Data Mining

Submitted by Sandip Makhal

(Department of BCA, Batch : 2017-2020)

Data mining can be defined as a set of techniques for automatically analyzing data to discover interesting knowledge or patterns in the data.Data mining is the process of discovering patterns in large data sets involving methods at the intersection of machine learning, statistics, and database systems. Data mining is an interdisciplinary subfield of computer science and statistics with an overall goal to extract information (with intelligent methods) from a data set and transform the information into a comprehensible structure for further use.

Data mining is the analysis step of the "knowledge discovery in databases" process or KDD.

There have been some efforts to define standards for the data mining process, for example, the 1999 European Cross Industry Standard Process for Data Mining (CRISP-DM 1.0) and the 2004 Java Data Mining standard (JDM 1.0). Development on successors to these processes (CRISP-DM 2.0 and JDM 2.0) was active in 2006 but has stalled since. JDM 2.0 was withdrawn without reaching a final draft.

The term data mining appeared around 1990 in the database community, generally with positive connotations. For a short time in 1980s, a phrase "database mining", was used, but since it was trademarked by HNC, a San Diego-based company, to pitch their Database Mining Workstation; researchers consequently turned to data mining.

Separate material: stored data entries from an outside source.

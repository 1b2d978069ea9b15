//! Camera identity
//!
//! A sample is recorded by one egocentric camera and zero or more
//! exocentric cameras. The identifier only labels where a view came from;
//! fusion weights are shared across cameras and never keyed on it.

use std::fmt;

use serde::{Deserialize, Serialize};

/// Physical camera identity (0 = egocentric, 1.. = exocentric)
#[derive(Clone, Copy, PartialEq, Eq, Hash, PartialOrd, Ord, Default, Serialize, Deserialize)]
pub struct CameraId(pub u16);

impl CameraId {
    pub const EGO: CameraId = CameraId(0);

    #[inline]
    pub fn new(id: u16) -> Self {
        CameraId(id)
    }

    /// Exocentric camera `n` (1-based)
    #[inline]
    pub fn exo(n: u16) -> Self {
        CameraId(n.max(1))
    }

    #[inline]
    pub fn is_ego(self) -> bool {
        self.0 == 0
    }

    #[inline]
    pub fn to_bytes(self) -> [u8; 2] {
        self.0.to_le_bytes()
    }

    #[inline]
    pub fn from_bytes(bytes: [u8; 2]) -> Self {
        CameraId(u16::from_le_bytes(bytes))
    }
}

impl fmt::Debug for CameraId {
    fn fmt(&self, f: &mut fmt::Formatter<'_>) -> fmt::Result {
        if self.is_ego() {
            write!(f, "Camera(ego)")
        } else {
            write!(f, "Camera(exo{})", self.0)
        }
    }
}

impl fmt::Display for CameraId {
    fn fmt(&self, f: &mut fmt::Formatter<'_>) -> fmt::Result {
        if self.is_ego() {
            write!(f, "ego")
        } else {
            write!(f, "exo{}", self.0)
        }
    }
}
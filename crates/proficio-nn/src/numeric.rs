//! Finite-value checks between stages
//!
//! Non-finite activations are reported, never patched: the caller decides
//! whether to skip the batch or abort.

use proficio_core::{FusionError, FusionResult};

/// Fail with `NumericInstability` on the first NaN or infinity
pub fn ensure_finite<'a>(
    stage: &'static str,
    values: impl IntoIterator<Item = &'a f32>,
) -> FusionResult<()> {
    match values.into_iter().position(|v| !v.is_finite()) {
        None => Ok(()),
        Some(index) => {
            tracing::warn!(stage, index, "non-finite activation detected");
            Err(FusionError::NumericInstability { stage, index })
        }
    }
}

#[cfg(test)]
mod tests {
    use super::*;

    #[test]
    fn test_finite_ok() {
        assert!(ensure_finite("projector", &[0.0f32, 1.0, -2.5]).is_ok());
        assert!(ensure_finite("projector", &[] as &[f32]).is_ok());
    }

    #[test]
    fn test_reports_first_bad_index() {
        let err = ensure_finite("attention", &[0.0, f32::NAN, f32::INFINITY]).unwrap_err();
        assert_eq!(
            err,
            FusionError::NumericInstability {
                stage: "attention",
                index: 1
            }
        );
    }
}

Data Mining has great importance in today's highly competitive business environment. A new concept of Business Intelligence data mining has evolved now, which is widely used by leading corporate houses to stay ahead of their competitors. Business Intelligence (BI) can help in providing the latest information and used for competition analysis, market research, economic trends, consumer behavior, industry research, geographical information analysis and so on. Business Intelligence Data Mining helps in decision-making.

Data Mining applications are widely used in direct marketing, health industry, e-commerce, customer relationship management (CRM), FMCG industry, telecommunication industry, and the financial sector. Data mining is available in various forms like text mining, web mining, audio & video data mining, pictorial data mining, relational databases, and social networks data mining.

This process allows a business to collect data from a variety of sources, analyze the data using software, load the information into a database, store the information, and provide analyzed data in a useful format such as a report, table, or graph.

Data mining starts with data, which can range from a simple array of a few numeric observations to a complex matrix of millions of observations with thousands of variables. The act of data mining uses some specialized computational methods to discover meaningful and useful structures in the data. These computational methods have been derived from the fields of statistics, machine learning, and artificial intelligence. The discipline of data mining coexists and is closely associated with a number of related areas such as database systems, data cleansing, visualization, exploratory data analysis, and performance evaluation. We can further define data mining by investigating some its key features and motivation.

In statistics, a model is the representation of a relationship between variables in the data. It describes how one or more variables in the data are related to other variables. Modeling is a process in which a representative abstraction is built from the observed data set. For example, we can develop a model based on credit score, income level, and requested loan amount, to determine the interest rate of the loan. For this task, we need previously known observational data with the credit score, income level, loan amount, and interest rate.

Based on the data problem, data mining is classified into tasks such as classification, association analysis, clustering, and regression. Each data mining task uses specific algorithms like decision trees, neural networks, k-nearest neighbors, k-means clustering, among others. With increased research on data mining, the number of such algorithms is increasing, but a few classic algorithms remain foundational to many data mining applications.

As data mining developed as a professional activity, it was necessary to distinguish it from the previous activity of statistical modeling and the broader activity of knowledge discovery. For the purposes of this handbook, we will use the following working definitions:

  • Statistical modeling: The use of parametric statistical algorithms to group or predict an outcome or event, based on predictor variables.
  • Data mining: The use of machine learning algorithms to find faint patterns of relationship between data elements in large, noisy, and messy data sets, which can lead to actions to increase benefit in some form (diagnosis, profit, detection, etc.).
  • Knowledge discovery: The entire process of data access, data exploration, data preparation, modeling, model deployment, and model monitoring. This broad process includes data mining activities

Data mining is one of the most widely used methods to extract data from different sources and organize them for better usage. In spite of having different commercial systems for data mining, many challenges come up when they are actually implemented. With rapid evolution in the field of data mining, companies are expected to stay abreast with all the new developments.